Last line: "Wait, I think I've figured it out..."
--Philip
Guys, you're all worrying too much. Remember that old TV show about Max Headroom? Edison Carter, a TV reporter, is almost killed when his motorcyle runs into roadbloack (which reads MAX HEADROOM 5' 8", hence the name). In the fear that he is about to die, his semi-evil corporate employers (Channel 23) have an in-house teenage computer whiz create a computer clone. Unfortunately, not everything goes right, as the computer clone (Max Headroom) develops a markedly different personality and from there on runs amock in Channel 23's networks. And a short-lived series was born.
I still find myself drawn to buy more Coca-Cola everytime I see it in reruns on the Sci-Fi channel.
Anyhow... Linus, Alan, et al., should just get computer clones made now, and we can 'release' them onto the networks of the world if anything happens to the real thing.
Feel better?
--Philip
Does Sun buying StarOffice remind anyone of Novell buying WordPerfect in the early 1990s - i.e., a company trying to enter a market it does not understand or have a vested interest in, but only seeks to attack and scare their chief competitor (MS in both cases)?

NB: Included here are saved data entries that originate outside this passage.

#!/usr/bin/env -S cargo +nightly -Zscript
//! Generate seed corpus files for fuzzing.
//! Run: cargo +nightly -Zscript fuzz/generate_seeds.rs

fn bmp(width: i32, height: i32, bpp: u16, palette: &[u8], pixels: &[u8]) -> Vec<u8> {
    let off_bits = 54 + palette.len() as u32;
    let mut out = Vec::new();
    out.extend_from_slice(b"BM");
    out.extend_from_slice(&(off_bits + pixels.len() as u32).to_le_bytes());
    out.extend_from_slice(&0u32.to_le_bytes());
    out.extend_from_slice(&off_bits.to_le_bytes());
    out.extend_from_slice(&40u32.to_le_bytes());
    out.extend_from_slice(&width.to_le_bytes());
    out.extend_from_slice(&height.to_le_bytes());
    out.extend_from_slice(&1u16.to_le_bytes());
    out.extend_from_slice(&bpp.to_le_bytes());
    out.extend_from_slice(&0u32.to_le_bytes()); // BI_RGB
    out.extend_from_slice(&(pixels.len() as u32).to_le_bytes());
    out.extend_from_slice(&[0; 16]);
    out.extend_from_slice(palette);
    out.extend_from_slice(pixels);
    out
}

fn main() {
    use std::fs;
    let dir = "fuzz/corpus/fuzz_decode";
    fs::create_dir_all(dir).unwrap();

    let two_colors = [0, 0, 0, 0, 0xff, 0xff, 0xff, 0];
    let seeds = [
        ("1bpp_8x2.bmp", bmp(8, 2, 1, &two_colors, &[0xa5, 0, 0, 0, 0x5a, 0, 0, 0])),
        ("4bpp_3x1.bmp", bmp(3, 1, 4, &two_colors, &[0x01, 0x10, 0, 0])),
        ("8bpp_2x2_top_down.bmp", bmp(2, -2, 8, &two_colors, &[0, 1, 0, 0, 1, 0, 0, 0])),
        ("16bpp_565_2x1.bmp", bmp(2, 1, 16, &[], &[0x00, 0xf8, 0x1f, 0x00])),
        (
            "16bpp_masks_1x1.bmp",
            bmp(1, 1, 16, &[0, 0x7c, 0, 0, 0xe0, 0x03, 0, 0, 0x1f, 0, 0, 0], &[0xff, 0x7f, 0, 0]),
        ),
        ("24bpp_1x1.bmp", bmp(1, 1, 24, &[], &[0xff, 0x00, 0x00, 0x00])),
        ("32bpp_2x1.bmp", bmp(2, 1, 32, &[], &[1, 2, 3, 4, 5, 6, 7, 8])),
    ];
    for (name, data) in seeds {
        fs::write(format!("{dir}/{name}"), data).unwrap();
    }

    // Truncated/malformed seeds for edge coverage
    fs::write(format!("{dir}/empty.bin"), b"").unwrap();
    fs::write(format!("{dir}/bm_short.bin"), b"BM\x00\x00").unwrap();
    let mut cut = bmp(4, 4, 24, &[], &[0x40; 48]);
    cut.truncate(cut.len() - 5);
    fs::write(format!("{dir}/24bpp_truncated.bmp"), cut).unwrap();

    println!("Generated seed corpus in {dir}/");
}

Novell essentially let WordPerfect die before seeling it off to Corel; I fear Sun will do the same to StarOffice once the initial interest fades...
--Philip
Actually, albums as a 'concept' was short-lived anyhow. Albums started as singles surrounded by filler (often 80%) in the early 60s. Check out some of the pre-WHAT'S GOING ON stuff Motown put out - one amazing single, loads of rerecordings of other artists songs. And they weren't alone. I think the 'concept album' (really starting about 1965) still exists, but is currently much less successful commercially than the standard hits-and-filler format. There are exceptions (e.g., Radiohead's OK COMPUTER) but they are exceptions, much like they were in 1965.
--Philip
Amtrak does not use OS/2, but what appears to be a variant of OS/2. I've seen one of those ticket machines 'break' so that the desktop underneath was revealed, and while it looked like Warp 4, it identified itself as OS/400 (no, not AS/400), I believe.
--Philip
That's nothing new for NASA. It's just realistic. Had NASA not thought we were ready to put men on the moon in 1969, they were just going to have men orbit the moon instead. This, by the way, was the exact same plan the USSR was pursuing: land on the moon, but if you can't do that, just orbit the moon before 1970. In other words: save face.
All of this was written up in a fairly interesting article in the New York Times Magazine a few weeks back, on an article about the USSR space program in the 1960s.
--Philip
Yeah, ditto - I'm happy to give RedHat $50 once a year or so. It's a great package and a cause I support. For some reason, not having to pay makes me more inclined to do so, though not in the same guilty way I pay for charitable events that have a "suggested donation".
I have no problem with CheapBytes either, as long as I have a fairly recent Redhat installation manual on hand.
--Philip
Cringely also takes the record company line, hook & sinker, that MP3 will destroy the music industry by stealing royalties from artists. That's nonsense, just as much nonsense as it was in the 1980s when record company execs testified before Congress in an attempt to get blank audio tapes taxed prohibitively so that people wouldn't make copies of their audio tapes and LPs. (Even Congress didn't believe them, and in return, our people in DC accused the record companies of using unnecessarily cheap material to make 'commercial' audio tapes).
MP3 won't kill off anybody anymore than the VCR or the tape deck did. The record companies need to stop dreaming of 78s and start capitalizing on the new technology, whether through value-add or new distribution techniques. I would say that the VCR and audio tape deck did more for their respective industries in terms of increasing sales, rather than decreasing sales, since their introduction. Like Microsoft, the record companies want to control the playing field, even if that means stifling or co-opting (e.g., encoded MP3 files) the playing field.